La conversación, o conferencia, duró algunos minutos más, pero se podía predecir el resultado: el Mago de los Quincalleros por fin había logrado tener un aprendiz.

3

Era de noche y había una triple luz lunar. Wili yacía en la trasera del vehículo, envuelto en abundantes mantas. Los blandos muelles absorbían muchos de los golpes y sacudidas causados por el paso del carro sobre el roto pavimento de cemento. Los únicos sonidos que Wili oía eran los que el frío viento producía al pasar entre los árboles, el rítmico sonido de las herraduras cauchutadas del caballo, o su ocasional relincho en la oscuridad.
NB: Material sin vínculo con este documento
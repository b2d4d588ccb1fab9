use std::fmt;
use std::ops::{Add, AddAssign, Sub, SubAssign};

use serde::{Deserialize, Serialize};

/// A length, always stored in kilometers.
#[derive(Clone, Copy, PartialEq, PartialOrd, Serialize, Deserialize)]
pub struct Distance(f64);

impl Distance {
    pub const ZERO: Distance = Distance(0.0);

    pub const fn km(value: f64) -> Distance {
        assert!(!value.is_nan(), "Distance::km(NaN)");
        Distance(value)
    }

    pub fn meters(value: f64) -> Distance {
        Distance::km(value / 1000.0)
    }

    pub fn inner_km(self) -> f64 {
        self.0
    }

    pub fn inner_meters(self) -> f64 {
        self.0 * 1000.0
    }

    pub fn abs(self) -> Distance {
        Distance(self.0.abs())
    }

    pub fn max(self, other: Distance) -> Distance {
        if self.0 >= other.0 {
            self
        } else {
            other
        }
    }

    pub fn min(self, other: Distance) -> Distance {
        if self.0 <= other.0 {
            self
        } else {
            other
        }
    }
}

impl fmt::Display for Distance {
    fn fmt(&self, f: &mut fmt::Formatter) -> fmt::Result {
        write!(f, "{:.6}km", self.0)
    }
}

impl fmt::Debug for Distance {
    fn fmt(&self, f: &mut fmt::Formatter) -> fmt::Result {
        fmt::Display::fmt(self, f)
    }
}

impl Add for Distance {
    type Output = Distance;
    fn add(self, other: Distance) -> Distance {
        Distance(self.0 + other.0)
    }
}
impl AddAssign for Distance {
    fn add_assign(&mut self, other: Distance) {
        self.0 += other.0;
    }
}
impl Sub for Distance {
    type Output = Distance;
    fn sub(self, other: Distance) -> Distance {
        Distance(self.0 - other.0)
    }
}
impl SubAssign for Distance {
    fn sub_assign(&mut self, other: Distance) {
        self.0 -= other.0;
    }
}
impl std::ops::Mul<f64> for Distance {
    type Output = Distance;
    fn mul(self, scalar: f64) -> Distance {
        Distance(self.0 * scalar)
    }
}
impl std::ops::Div<Distance> for Distance {
    type Output = f64;
    fn div(self, other: Distance) -> f64 {
        self.0 / other.0
    }
}
impl std::iter::Sum for Distance {
    fn sum<I: Iterator<Item = Distance>>(iter: I) -> Distance {
        iter.fold(Distance::ZERO, |a, b| a + b)
    }
}
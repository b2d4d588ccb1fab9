use serde::{Deserialize, Serialize};

use geom::{Distance, PolyLine, Speed};

use crate::{HighwayClass, LaneID, NodeID, WayID};

/// The lanes of a [`Way`], split by direction of travel.
///
/// `forward` is ordered outer (rightmost in right-hand-drive) to inner lane; `backward` mirrors
/// it for traffic going the opposite way. A oneway way has an empty `backward` list.
#[derive(Clone, Debug, Default, Serialize, Deserialize)]
pub struct WayLanes {
    pub forward: Vec<LaneID>,
    pub backward: Vec<LaneID>,
}

impl WayLanes {
    pub fn all(&self) -> impl Iterator<Item = LaneID> + '_ {
        self.forward.iter().chain(self.backward.iter()).copied()
    }
}

/// A directed-by-orientation road segment between two endpoint Nodes.
///
/// Invariant: both `from`/`to` are endpoints of this way, and neither appears as an interior
/// point of any other way -- [`crate::network::load`] guarantees this by splitting at
/// construction time.
#[derive(Clone, Debug, Serialize, Deserialize)]
pub struct Way {
    pub id: WayID,
    pub from: NodeID,
    pub to: NodeID,
    /// Polyline, including both endpoints.
    pub polyline: geom::PolyLine,
    pub max_speed: Speed,
    pub highway_class: HighwayClass,
    pub lanes: WayLanes,
}

impl Way {
    pub fn length(&self) -> Distance {
        self.polyline.length()
    }

    pub fn endpoints(&self) -> (NodeID, NodeID) {
        (self.from, self.to)
    }

    pub fn other_end(&self, n: NodeID) -> Option<NodeID> {
        if n == self.from {
            Some(self.to)
        } else if n == self.to {
            Some(self.from)
        } else {
            None
        }
    }

    /// Reconstructs the polyline a lane along this way walks, oriented in the direction of
    /// travel: forward lanes walk `from -> to`, backward lanes walk `to -> from`.
    pub fn lane_polyline(&self, is_forward: bool) -> PolyLine {
        if is_forward {
            self.polyline.clone()
        } else {
            self.polyline.reversed()
        }
    }
}
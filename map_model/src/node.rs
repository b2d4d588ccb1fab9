use serde::{Deserialize, Serialize};

use geom::Pt2D;

use crate::{NodeID, WayID};

/// A point in the network graph: either a plain vertex along a way, or a crossroad if it's
/// incident to more than one way (or was split into one, see network assembly).
#[derive(Clone, Debug, Serialize, Deserialize)]
pub struct Node {
    pub id: NodeID,
    pub point: Pt2D,
    pub has_traffic_light: bool,
    pub incident_ways: Vec<WayID>,
}

impl Node {
    /// A crossroad forms at any node incident to more than one way, or explicitly at a dead end
    /// that the source network file marked as lit (traffic lights never sit mid-way).
    pub fn is_crossroad(&self) -> bool {
        self.incident_ways.len() > 1
    }
}
//! The append-only event log and its binary encoding.
//!
//! Every entry is appended at the kernel's current `now`, and `now` only ever advances, so the
//! two sequences are already in timestamp order by construction -- no sort is needed before
//! packing.

use geom::{Distance, Speed, Time};
use map_model::{CarID, CrossroadID, LaneID, Network, Turn, WayID};

#[derive(Clone, Debug)]
pub struct CarEvent {
    pub time: Time,
    pub car: CarID,
    pub way: Option<WayID>,
    pub crossroad: Option<CrossroadID>,
    pub lane: LaneID,
    /// `round(position / lane.length * 100, 4)`, always non-negative.
    pub lane_percentage: f64,
    pub speed: Speed,
}

#[derive(Clone, Debug)]
pub struct CrossroadEvent {
    pub time: Time,
    pub crossroad: CrossroadID,
    pub enabled_lanes: Vec<LaneID>,
}

/// The two parallel append-only sequences: per-car position/speed samples and per-crossroad
/// phase transitions.
#[derive(Default)]
pub struct Calendar {
    pub car_events: Vec<CarEvent>,
    pub crossroad_events: Vec<CrossroadEvent>,
}

impl Calendar {
    pub fn new() -> Calendar {
        Calendar::default()
    }

    pub fn record_car(
        &mut self,
        time: Time,
        car: CarID,
        way: Option<WayID>,
        crossroad: Option<CrossroadID>,
        lane: LaneID,
        position: Distance,
        lane_length: Distance,
        speed: Speed,
    ) {
        let pct = if lane_length.inner_km() > 0.0 {
            (position.inner_km() / lane_length.inner_km() * 100.0).abs()
        } else {
            0.0
        };
        let rounded = (pct * 10_000.0).round() / 10_000.0;
        self.car_events.push(CarEvent {
            time,
            car,
            way,
            crossroad,
            lane,
            lane_percentage: rounded,
            speed,
        });
    }

    pub fn record_crossroad(&mut self, time: Time, crossroad: CrossroadID, enabled_lanes: Vec<LaneID>) {
        self.crossroad_events.push(CrossroadEvent {
            time,
            crossroad,
            enabled_lanes,
        });
    }

    /// Packs `self` and the static network it ran over into a big-endian binary blob: header
    /// counts, then nodes/ways/crossroads, then car events, then crossroad events. Kept
    /// independent of any transport: a thin wrapper could write these bytes to a socket just as
    /// easily as to a file.
    pub fn pack(&self, network: &Network) -> Vec<u8> {
        let mut out = Vec::new();

        let node_count = network.nodes.len() as u32;
        let way_count = network.ways.len() as u32;
        let crossroad_count = network.crossroads.len() as u32;
        let car_event_count = self.car_events.len() as u32;
        let crossroad_event_count = self.crossroad_events.len() as u32;

        write_u32(&mut out, node_count);
        write_u32(&mut out, way_count);
        write_u32(&mut out, crossroad_count);
        write_u32(&mut out, car_event_count);
        write_u32(&mut out, crossroad_event_count);

        for node in network.nodes.values() {
            write_u64(&mut out, node.id.0);
            write_f32(&mut out, node.point.lat as f32);
            write_f32(&mut out, node.point.lng as f32);
        }

        for way in &network.ways {
            write_u32(&mut out, way.id.0);
            write_u32(&mut out, way.max_speed.inner_kmh().round() as u32);
            let lane_ids: Vec<LaneID> = way.lanes.all().collect();
            write_u32(&mut out, lane_ids.len() as u32);
            for lane_id in lane_ids {
                write_lane(&mut out, network.lane(lane_id));
            }
        }

        for crossroad in &network.crossroads {
            let node = network.node(crossroad.node);
            write_u32(&mut out, crossroad.id.0);
            write_u64(&mut out, node.id.0);
            out.push(u8::from(node.has_traffic_light));
            write_f32(&mut out, node.point.lat as f32);
            write_f32(&mut out, node.point.lng as f32);
            write_u32(&mut out, crossroad.crossing_lanes.len() as u32);
            for c in &crossroad.crossing_lanes {
                write_lane(&mut out, network.lane(c.id));
            }
        }

        for ev in &self.car_events {
            write_f32(&mut out, ev.time.inner_seconds() as f32);
            write_u32(&mut out, ev.car.0);
            write_i32(&mut out, ev.way.map_or(-1, |w| w.0 as i32));
            write_i32(&mut out, ev.crossroad.map_or(-1, |c| c.0 as i32));
            write_u32(&mut out, ev.lane.0);
            write_f32(&mut out, ev.lane_percentage as f32);
            write_f32(&mut out, ev.speed.inner_kmh() as f32);
        }

        for ev in &self.crossroad_events {
            write_f32(&mut out, ev.time.inner_seconds() as f32);
            write_u32(&mut out, ev.crossroad.0);
            write_u32(&mut out, ev.enabled_lanes.len() as u32);
            for l in &ev.enabled_lanes {
                write_u32(&mut out, l.0);
            }
        }

        out
    }
}

fn write_lane(out: &mut Vec<u8>, lane: &map_model::Lane) {
    write_u32(out, lane.id.0);
    let pts = lane.polyline.points();
    write_u32(out, pts.len() as u32);
    let turns = lane.permitted_turns;
    out.push(u8::from(lane.is_forward));
    out.push(u8::from(turns.contains(Turn::None)));
    out.push(u8::from(turns.contains(Turn::Left)));
    out.push(u8::from(turns.contains(Turn::Right)));
    out.push(u8::from(turns.contains(Turn::Through)));
    out.push(u8::from(turns.contains(Turn::MergeToRight)));
    out.push(u8::from(turns.contains(Turn::MergeToLeft)));
    out.push(u8::from(turns.contains(Turn::SlightRight)));
    out.push(u8::from(turns.contains(Turn::SlightLeft)));
    for pt in pts {
        write_f32(out, pt.lat as f32);
        write_f32(out, pt.lng as f32);
    }
}

fn write_u32(out: &mut Vec<u8>, v: u32) {
    out.extend_from_slice(&v.to_be_bytes());
}
fn write_i32(out: &mut Vec<u8>, v: i32) {
    out.extend_from_slice(&v.to_be_bytes());
}
fn write_u64(out: &mut Vec<u8>, v: u64) {
    out.extend_from_slice(&v.to_be_bytes());
}
fn write_f32(out: &mut Vec<u8>, v: f32) {
    out.extend_from_slice(&v.to_be_bytes());
}

#[cfg(test)]
mod tests {
    use super::*;

    #[test]
    fn lane_percentage_is_rounded_and_nonnegative() {
        let mut cal = Calendar::new();
        cal.record_car(
            Time::seconds(1.0),
            CarID(0),
            None,
            None,
            LaneID(0),
            Distance::km(-0.012345678),
            Distance::km(1.0),
            Speed::ZERO,
        );
        assert_eq!(cal.car_events[0].lane_percentage, 1.2346);
    }
}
Todavía no habían llegado al gran bosque negro que se extendía de norte a sur; era como si toda la California Central se extendiera delante de él. La niebla marítima, que con gran frecuencia hacía que las noches fueran oscuras, estaba ausente, y la luz de la Luna daba al aire un tono azul casi luminoso. Directamente hacia el oeste, la dirección hacia la que Wili estaba encarado, estaba Santa Inés que parecía helada, vista bajo aquella luz silenciosa. Había pocas luces visibles, pero la forma de las calles se veía claramente y había un suave tinte anaranjado y violeta que procedía del recinto del bazar.